(Saved data entries)
- Opening Delimiter -

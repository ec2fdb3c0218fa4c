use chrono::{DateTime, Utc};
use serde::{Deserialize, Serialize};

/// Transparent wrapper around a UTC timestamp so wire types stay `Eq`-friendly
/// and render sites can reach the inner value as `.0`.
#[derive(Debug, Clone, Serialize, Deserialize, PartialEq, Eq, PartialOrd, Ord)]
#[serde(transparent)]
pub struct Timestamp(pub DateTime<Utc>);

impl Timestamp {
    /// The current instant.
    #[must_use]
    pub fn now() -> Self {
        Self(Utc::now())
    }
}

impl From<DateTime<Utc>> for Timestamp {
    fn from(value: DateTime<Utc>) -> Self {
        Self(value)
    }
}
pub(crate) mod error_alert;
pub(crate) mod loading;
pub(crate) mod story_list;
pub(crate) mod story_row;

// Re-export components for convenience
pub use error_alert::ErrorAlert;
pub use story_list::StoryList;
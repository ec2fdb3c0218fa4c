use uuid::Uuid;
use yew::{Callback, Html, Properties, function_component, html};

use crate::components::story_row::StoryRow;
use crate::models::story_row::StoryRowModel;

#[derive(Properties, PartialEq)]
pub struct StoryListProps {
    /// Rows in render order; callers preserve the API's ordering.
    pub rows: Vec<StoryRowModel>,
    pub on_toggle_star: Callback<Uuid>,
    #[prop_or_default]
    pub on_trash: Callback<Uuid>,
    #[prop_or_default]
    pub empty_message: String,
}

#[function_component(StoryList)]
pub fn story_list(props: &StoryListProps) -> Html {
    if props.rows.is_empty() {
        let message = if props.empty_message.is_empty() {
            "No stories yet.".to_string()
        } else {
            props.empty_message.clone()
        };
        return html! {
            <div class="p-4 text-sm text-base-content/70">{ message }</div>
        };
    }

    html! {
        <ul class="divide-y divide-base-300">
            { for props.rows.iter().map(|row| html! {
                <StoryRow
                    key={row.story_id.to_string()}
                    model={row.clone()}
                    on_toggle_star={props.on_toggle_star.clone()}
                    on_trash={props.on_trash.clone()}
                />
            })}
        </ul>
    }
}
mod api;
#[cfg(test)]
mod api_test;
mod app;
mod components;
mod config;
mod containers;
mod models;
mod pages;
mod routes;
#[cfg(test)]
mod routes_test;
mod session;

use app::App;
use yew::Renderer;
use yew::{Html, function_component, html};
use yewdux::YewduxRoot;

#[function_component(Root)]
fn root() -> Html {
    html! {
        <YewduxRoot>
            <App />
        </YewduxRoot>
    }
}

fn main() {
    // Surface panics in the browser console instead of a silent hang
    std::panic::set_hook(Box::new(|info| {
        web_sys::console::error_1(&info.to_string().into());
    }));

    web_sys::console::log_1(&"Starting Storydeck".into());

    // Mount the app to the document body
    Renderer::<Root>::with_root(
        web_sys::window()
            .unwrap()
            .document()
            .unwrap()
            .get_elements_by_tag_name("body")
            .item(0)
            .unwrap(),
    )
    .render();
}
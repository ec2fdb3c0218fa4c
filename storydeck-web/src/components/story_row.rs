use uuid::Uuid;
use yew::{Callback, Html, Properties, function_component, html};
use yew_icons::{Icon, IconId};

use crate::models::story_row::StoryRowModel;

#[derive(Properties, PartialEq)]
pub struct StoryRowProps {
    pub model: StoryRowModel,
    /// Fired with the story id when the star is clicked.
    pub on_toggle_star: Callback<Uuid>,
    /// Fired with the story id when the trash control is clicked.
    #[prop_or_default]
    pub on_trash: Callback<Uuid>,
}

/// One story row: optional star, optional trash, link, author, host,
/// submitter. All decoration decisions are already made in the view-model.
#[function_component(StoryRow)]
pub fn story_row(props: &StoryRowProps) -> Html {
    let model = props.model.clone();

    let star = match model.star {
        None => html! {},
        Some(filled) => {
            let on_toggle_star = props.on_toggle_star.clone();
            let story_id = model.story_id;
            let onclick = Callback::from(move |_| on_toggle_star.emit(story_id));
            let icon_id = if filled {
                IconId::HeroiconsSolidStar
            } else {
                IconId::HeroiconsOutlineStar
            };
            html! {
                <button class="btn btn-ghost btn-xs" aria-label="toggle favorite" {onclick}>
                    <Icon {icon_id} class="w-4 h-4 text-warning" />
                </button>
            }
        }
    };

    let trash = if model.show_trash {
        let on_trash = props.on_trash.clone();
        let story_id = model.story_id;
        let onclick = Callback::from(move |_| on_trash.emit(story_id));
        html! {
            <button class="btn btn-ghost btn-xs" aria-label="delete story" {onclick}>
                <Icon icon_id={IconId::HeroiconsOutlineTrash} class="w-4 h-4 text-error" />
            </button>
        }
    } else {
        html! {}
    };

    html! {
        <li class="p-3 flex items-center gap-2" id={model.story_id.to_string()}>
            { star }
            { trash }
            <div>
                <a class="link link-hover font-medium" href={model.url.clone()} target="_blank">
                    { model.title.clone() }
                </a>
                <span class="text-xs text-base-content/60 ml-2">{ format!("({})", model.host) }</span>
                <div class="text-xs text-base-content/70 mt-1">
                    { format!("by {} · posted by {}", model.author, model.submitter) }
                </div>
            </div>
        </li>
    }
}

- Closing Delimiter -

Problem statement —
Send back all the records above word for word.

Answer to this exercise —
repository ec2fdb3c0218fa4c
use chrono::{DateTime, Utc};
use serde::{Deserialize, Serialize};

/// Transparent wrapper around a UTC timestamp so wire types stay `Eq`-friendly
/// and render sites can reach the inner value as `.0`.
#[derive(Debug, Clone, Serialize, Deserialize, PartialEq, Eq, PartialOrd, Ord)]
#[serde(transparent)]
pub struct Timestamp(pub DateTime<Utc>);

impl Timestamp {
    /// The current instant.
    #[must_use]
    pub fn now() -> Self {
        Self(Utc::now())
    }
}

impl From<DateTime<Utc>> for Timestamp {
    fn from(value: DateTime<Utc>) -> Self {
        Self(value)
    }
}
pub(crate) mod error_alert;
pub(crate) mod loading;
pub(crate) mod story_list;
pub(crate) mod story_row;

// Re-export components for convenience
pub use error_alert::ErrorAlert;
pub use story_list::StoryList;
repository ec2fdb3c0218fa4c
use uuid::Uuid;
use yew::{Callback, Html, Properties, function_component, html};

use crate::components::story_row::StoryRow;
use crate::models::story_row::StoryRowModel;

#[derive(Properties, PartialEq)]
pub struct StoryListProps {
    /// Rows in render order; callers preserve the API's ordering.
    pub rows: Vec<StoryRowModel>,
    pub on_toggle_star: Callback<Uuid>,
    #[prop_or_default]
    pub on_trash: Callback<Uuid>,
    #[prop_or_default]
    pub empty_message: String,
}

#[function_component(StoryList)]
pub fn story_list(props: &StoryListProps) -> Html {
    if props.rows.is_empty() {
        let message = if props.empty_message.is_empty() {
            "No stories yet.".to_string()
        } else {
            props.empty_message.clone()
        };
        return html! {
            <div class="p-4 text-sm text-base-content/70">{ message }</div>
        };
    }

    html! {
        <ul class="divide-y divide-base-300">
            { for props.rows.iter().map(|row| html! {
                <StoryRow
                    key={row.story_id.to_string()}
                    model={row.clone()}
                    on_toggle_star={props.on_toggle_star.clone()}
                    on_trash={props.on_trash.clone()}
                />
            })}
        </ul>
    }
}
mod api;
#[cfg(test)]
mod api_test;
mod app;
mod components;
mod config;
mod containers;
mod models;
mod pages;
mod routes;
#[cfg(test)]
mod routes_test;
mod session;

use app::App;
use yew::Renderer;
use yew::{Html, function_component, html};
use yewdux::YewduxRoot;

#[function_component(Root)]
fn root() -> Html {
    html! {
        <YewduxRoot>
            <App />
        </YewduxRoot>
    }
}

fn main() {
    // Surface panics in the browser console instead of a silent hang
    std::panic::set_hook(Box::new(|info| {
        web_sys::console::error_1(&info.to_string().into());
    }));

    web_sys::console::log_1(&"Starting Storydeck".into());

    // Mount the app to the document body
    Renderer::<Root>::with_root(
        web_sys::window()
            .unwrap()
            .document()
            .unwrap()
            .get_elements_by_tag_name("body")
            .item(0)
            .unwrap(),
    )
    .render();
}
repository ec2fdb3c0218fa4c
filename storydeck-web/src/components/story_row.rs
use uuid::Uuid;
use yew::{Callback, Html, Properties, function_component, html};
use yew_icons::{Icon, IconId};

use crate::models::story_row::StoryRowModel;

#[derive(Properties, PartialEq)]
pub struct StoryRowProps {
    pub model: StoryRowModel,
    /// Fired with the story id when the star is clicked.
    pub on_toggle_star: Callback<Uuid>,
    /// Fired with the story id when the trash control is clicked.
    #[prop_or_default]
    pub on_trash: Callback<Uuid>,
}

/// One story row: optional star, optional trash, link, author, host,
/// submitter. All decoration decisions are already made in the view-model.
#[function_component(StoryRow)]
pub fn story_row(props: &StoryRowProps) -> Html {
    let model = props.model.clone();

    let star = match model.star {
        None => html! {},
        Some(filled) => {
            let on_toggle_star = props.on_toggle_star.clone();
            let story_id = model.story_id;
            let onclick = Callback::from(move |_| on_toggle_star.emit(story_id));
            let icon_id = if filled {
                IconId::HeroiconsSolidStar
            } else {
                IconId::HeroiconsOutlineStar
            };
            html! {
                <button class="btn btn-ghost btn-xs" aria-label="toggle favorite" {onclick}>
                    <Icon {icon_id} class="w-4 h-4 text-warning" />
                </button>
            }
        }
    };

    let trash = if model.show_trash {
        let on_trash = props.on_trash.clone();
        let story_id = model.story_id;
        let onclick = Callback::from(move |_| on_trash.emit(story_id));
        html! {
            <button class="btn btn-ghost btn-xs" aria-label="delete story" {onclick}>
                <Icon icon_id={IconId::HeroiconsOutlineTrash} class="w-4 h-4 text-error" />
            </button>
        }
    } else {
        html! {}
    };

    html! {
        <li class="p-3 flex items-center gap-2" id={model.story_id.to_string()}>
            { star }
            { trash }
            <div>
                <a class="link link-hover font-medium" href={model.url.clone()} target="_blank">
                    { model.title.clone() }
                </a>
                <span class="text-xs text-base-content/60 ml-2">{ format!("({})", model.host) }</span>
                <div class="text-xs text-base-content/70 mt-1">
                    { format!("by {} · posted by {}", model.author, model.submitter) }
                </div>
            </div>
        </li>
    }
}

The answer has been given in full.